(Beginning of Data for analysis)

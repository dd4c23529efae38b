//! Gradio space client for the floor-plan model.
//!
//! Uses the Gradio `/call` REST protocol: a POST queues the job and returns an
//! event id, then a GET on the same path streams server-sent events until a
//! `complete` (or `error`) event arrives.

use super::{FloorPlanProvider, ProviderError};
use crate::config::FloorPlanConfig;
use async_trait::async_trait;
use futures::StreamExt;
use reqwest::Client;
use serde::Deserialize;
use serde_json::{json, Value};
use service_core::observability::TracedClientExt;
use tokio::sync::OnceCell;

pub struct GradioFloorPlanProvider {
    client: Client,
    space: String,
    endpoint: String,
    hf_api_base: String,
    hf_token: Option<String>,
    host: OnceCell<String>,
}

impl GradioFloorPlanProvider {
    pub fn new(config: &FloorPlanConfig) -> Self {
        Self {
            client: Client::new(),
            space: config.space.clone(),
            endpoint: config.endpoint.trim_matches('/').to_string(),
            hf_api_base: config.hf_api_base.trim_end_matches('/').to_string(),
            hf_token: config.hf_token.clone(),
            host: OnceCell::new_with(
                config
                    .host
                    .as_deref()
                    .map(|h| h.trim_end_matches('/').to_string()),
            ),
        }
    }

    /// Resolves the space's host on first use and reuses it afterwards.
    async fn connect(&self) -> Result<&str, ProviderError> {
        self.host
            .get_or_try_init(|| self.resolve_host())
            .await
            .map(String::as_str)
    }

    async fn resolve_host(&self) -> Result<String, ProviderError> {
        if self.space.starts_with("http://") || self.space.starts_with("https://") {
            return Ok(self.space.trim_end_matches('/').to_string());
        }

        let url = format!("{}/api/spaces/{}/host", self.hf_api_base, self.space);
        let response = self
            .client
            .traced_get(&url)
            .optional_bearer_auth(self.hf_token.as_deref())
            .send()
            .await
            .map_err(|e| ProviderError::NetworkError(e.to_string()))?;

        if !response.status().is_success() {
            let status = response.status();
            let error_text = response.text().await.unwrap_or_default();
            return Err(ProviderError::ApiError(format!(
                "Could not resolve space {} ({}): {}",
                self.space, status, error_text
            )));
        }

        let SpaceHost { host } = response
            .json()
            .await
            .map_err(|e| ProviderError::InvalidResponse(format!("Bad space host reply: {}", e)))?;

        tracing::info!(space = %self.space, host = %host, "Connected to Gradio space");
        Ok(host.trim_end_matches('/').to_string())
    }
}

#[async_trait]
impl FloorPlanProvider for GradioFloorPlanProvider {
    async fn predict(&self, prompt: &str) -> Result<Value, ProviderError> {
        let host = self.connect().await?;
        let call_url = format!("{}/call/{}", host, self.endpoint);

        let response = self
            .client
            .traced_post(&call_url)
            .optional_bearer_auth(self.hf_token.as_deref())
            .json(&json!({ "data": [prompt] }))
            .send()
            .await
            .map_err(|e| ProviderError::NetworkError(e.to_string()))?;

        if !response.status().is_success() {
            let status = response.status();
            let error_text = response.text().await.unwrap_or_default();
            return Err(ProviderError::ApiError(format!(
                "Gradio call error {}: {}",
                status, error_text
            )));
        }

        let QueuedCall { event_id } = response
            .json()
            .await
            .map_err(|e| ProviderError::InvalidResponse(format!("Missing event id: {}", e)))?;

        tracing::debug!(space = %self.space, event_id = %event_id, "Gradio call queued");

        let response = self
            .client
            .traced_get(&format!("{}/{}", call_url, event_id))
            .optional_bearer_auth(self.hf_token.as_deref())
            .send()
            .await
            .map_err(|e| ProviderError::NetworkError(e.to_string()))?;

        if !response.status().is_success() {
            return Err(ProviderError::ApiError(format!(
                "Gradio result stream error {}",
                response.status()
            )));
        }

        let mut decoder = SseDecoder::default();
        let mut stream = response.bytes_stream();
        while let Some(chunk) = stream.next().await {
            let chunk = chunk.map_err(|e| ProviderError::NetworkError(e.to_string()))?;
            for event in decoder.push(&chunk) {
                if let Some(result) = event.into_result()? {
                    return Ok(result);
                }
            }
        }

        Err(ProviderError::InvalidResponse(
            "Gradio stream ended without a complete event".to_string(),
        ))
    }
}

#[derive(Deserialize)]
struct SpaceHost {
    host: String,
}

#[derive(Deserialize)]
struct QueuedCall {
    event_id: String,
}

#[derive(Debug, Clone, PartialEq, Eq)]
struct SseEvent {
    event: String,
    data: String,
}

impl SseEvent {
    /// `Some` once the call is finished, `None` for progress and heartbeats.
    fn into_result(self) -> Result<Option<Value>, ProviderError> {
        match self.event.as_str() {
            "complete" => serde_json::from_str(&self.data).map(Some).map_err(|e| {
                ProviderError::InvalidResponse(format!("Bad complete payload: {}", e))
            }),
            "error" => Err(ProviderError::ApiError(format!(
                "Gradio prediction failed: {}",
                self.data
            ))),
            _ => Ok(None),
        }
    }
}

/// Incremental server-sent-events splitter. Carriage returns are dropped so
/// `\r\n` framed streams split the same way.
#[derive(Default)]
struct SseDecoder {
    buffer: Vec<u8>,
}

impl SseDecoder {
    fn push(&mut self, chunk: &[u8]) -> Vec<SseEvent> {
        self.buffer.extend(chunk.iter().copied().filter(|b| *b != b'\r'));

        let mut events = Vec::new();
        while let Some(pos) = self.buffer.windows(2).position(|w| w == b"\n\n") {
            let block: Vec<u8> = self.buffer.drain(..pos + 2).collect();
            if let Some(event) = parse_block(&String::from_utf8_lossy(&block)) {
                events.push(event);
            }
        }
        events
    }
}

fn parse_block(block: &str) -> Option<SseEvent> {
    let mut event = String::from("message");
    let mut data: Vec<&str> = Vec::new();

    for line in block.lines() {
        if let Some(value) = line.strip_prefix("event:") {
            event = value.trim().to_string();
        } else if let Some(value) = line.strip_prefix("data:") {
            data.push(value.strip_prefix(' ').unwrap_or(value));
        }
    }

    if data.is_empty() && event == "message" {
        return None;
    }

    Some(SseEvent {
        event,
        data: data.join("\n"),
    })
}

(End of Data for analysis)

## Work required
The expected output is an exact copy of all the records above.

## Your response
repository dd4c23529efae38b
//! Gradio space client for the floor-plan model.
//!
//! Uses the Gradio `/call` REST protocol: a POST queues the job and returns an
//! event id, then a GET on the same path streams server-sent events until a
//! `complete` (or `error`) event arrives.

use super::{FloorPlanProvider, ProviderError};
use crate::config::FloorPlanConfig;
use async_trait::async_trait;
use futures::StreamExt;
use reqwest::Client;
use serde::Deserialize;
use serde_json::{json, Value};
use service_core::observability::TracedClientExt;
use tokio::sync::OnceCell;

pub struct GradioFloorPlanProvider {
    client: Client,
    space: String,
    endpoint: String,
    hf_api_base: String,
    hf_token: Option<String>,
    host: OnceCell<String>,
}

impl GradioFloorPlanProvider {
    pub fn new(config: &FloorPlanConfig) -> Self {
        Self {
            client: Client::new(),
            space: config.space.clone(),
            endpoint: config.endpoint.trim_matches('/').to_string(),
            hf_api_base: config.hf_api_base.trim_end_matches('/').to_string(),
            hf_token: config.hf_token.clone(),
            host: OnceCell::new_with(
                config
                    .host
                    .as_deref()
                    .map(|h| h.trim_end_matches('/').to_string()),
            ),
        }
    }

    /// Resolves the space's host on first use and reuses it afterwards.
    async fn connect(&self) -> Result<&str, ProviderError> {
        self.host
            .get_or_try_init(|| self.resolve_host())
            .await
            .map(String::as_str)
    }

    async fn resolve_host(&self) -> Result<String, ProviderError> {
        if self.space.starts_with("http://") || self.space.starts_with("https://") {
            return Ok(self.space.trim_end_matches('/').to_string());
        }

        let url = format!("{}/api/spaces/{}/host", self.hf_api_base, self.space);
        let response = self
            .client
            .traced_get(&url)
            .optional_bearer_auth(self.hf_token.as_deref())
            .send()
            .await
            .map_err(|e| ProviderError::NetworkError(e.to_string()))?;

        if !response.status().is_success() {
            let status = response.status();
            let error_text = response.text().await.unwrap_or_default();
            return Err(ProviderError::ApiError(format!(
                "Could not resolve space {} ({}): {}",
                self.space, status, error_text
            )));
        }

        let SpaceHost { host } = response
            .json()
            .await
            .map_err(|e| ProviderError::InvalidResponse(format!("Bad space host reply: {}", e)))?;

        tracing::info!(space = %self.space, host = %host, "Connected to Gradio space");
        Ok(host.trim_end_matches('/').to_string())
    }
}

#[async_trait]
impl FloorPlanProvider for GradioFloorPlanProvider {
    async fn predict(&self, prompt: &str) -> Result<Value, ProviderError> {
        let host = self.connect().await?;
        let call_url = format!("{}/call/{}", host, self.endpoint);

        let response = self
            .client
            .traced_post(&call_url)
            .optional_bearer_auth(self.hf_token.as_deref())
            .json(&json!({ "data": [prompt] }))
            .send()
            .await
            .map_err(|e| ProviderError::NetworkError(e.to_string()))?;

        if !response.status().is_success() {
            let status = response.status();
            let error_text = response.text().await.unwrap_or_default();
            return Err(ProviderError::ApiError(format!(
                "Gradio call error {}: {}",
                status, error_text
            )));
        }

        let QueuedCall { event_id } = response
            .json()
            .await
            .map_err(|e| ProviderError::InvalidResponse(format!("Missing event id: {}", e)))?;

        tracing::debug!(space = %self.space, event_id = %event_id, "Gradio call queued");

        let response = self
            .client
            .traced_get(&format!("{}/{}", call_url, event_id))
            .optional_bearer_auth(self.hf_token.as_deref())
            .send()
            .await
            .map_err(|e| ProviderError::NetworkError(e.to_string()))?;

        if !response.status().is_success() {
            return Err(ProviderError::ApiError(format!(
                "Gradio result stream error {}",
                response.status()
            )));
        }

        let mut decoder = SseDecoder::default();
        let mut stream = response.bytes_stream();
        while let Some(chunk) = stream.next().await {
            let chunk = chunk.map_err(|e| ProviderError::NetworkError(e.to_string()))?;
            for event in decoder.push(&chunk) {
                if let Some(result) = event.into_result()? {
                    return Ok(result);
                }
            }
        }

        Err(ProviderError::InvalidResponse(
            "Gradio stream ended without a complete event".to_string(),
        ))
    }
}

#[derive(Deserialize)]
struct SpaceHost {
    host: String,
}

#[derive(Deserialize)]
struct QueuedCall {
    event_id: String,
}

#[derive(Debug, Clone, PartialEq, Eq)]
struct SseEvent {
    event: String,
    data: String,
}

impl SseEvent {
    /// `Some` once the call is finished, `None` for progress and heartbeats.
    fn into_result(self) -> Result<Option<Value>, ProviderError> {
        match self.event.as_str() {
            "complete" => serde_json::from_str(&self.data).map(Some).map_err(|e| {
                ProviderError::InvalidResponse(format!("Bad complete payload: {}", e))
            }),
            "error" => Err(ProviderError::ApiError(format!(
                "Gradio prediction failed: {}",
                self.data
            ))),
            _ => Ok(None),
        }
    }
}

/// Incremental server-sent-events splitter. Carriage returns are dropped so
/// `\r\n` framed streams split the same way.
#[derive(Default)]
struct SseDecoder {
    buffer: Vec<u8>,
}

impl SseDecoder {
    fn push(&mut self, chunk: &[u8]) -> Vec<SseEvent> {
        self.buffer.extend(chunk.iter().copied().filter(|b| *b != b'\r'));

        let mut events = Vec::new();
        while let Some(pos) = self.buffer.windows(2).position(|w| w == b"\n\n") {
            let block: Vec<u8> = self.buffer.drain(..pos + 2).collect();
            if let Some(event) = parse_block(&String::from_utf8_lossy(&block)) {
                events.push(event);
            }
        }
        events
    }
}

fn parse_block(block: &str) -> Option<SseEvent> {
    let mut event = String::from("message");
    let mut data: Vec<&str> = Vec::new();

    for line in block.lines() {
        if let Some(value) = line.strip_prefix("event:") {
            event = value.trim().to_string();
        } else if let Some(value) = line.strip_prefix("data:") {
            data.push(value.strip_prefix(' ').unwrap_or(value));
        }
    }

    if data.is_empty() && event == "message" {
        return None;
    }

    Some(SseEvent {
        event,
        data: data.join("\n"),
    })
}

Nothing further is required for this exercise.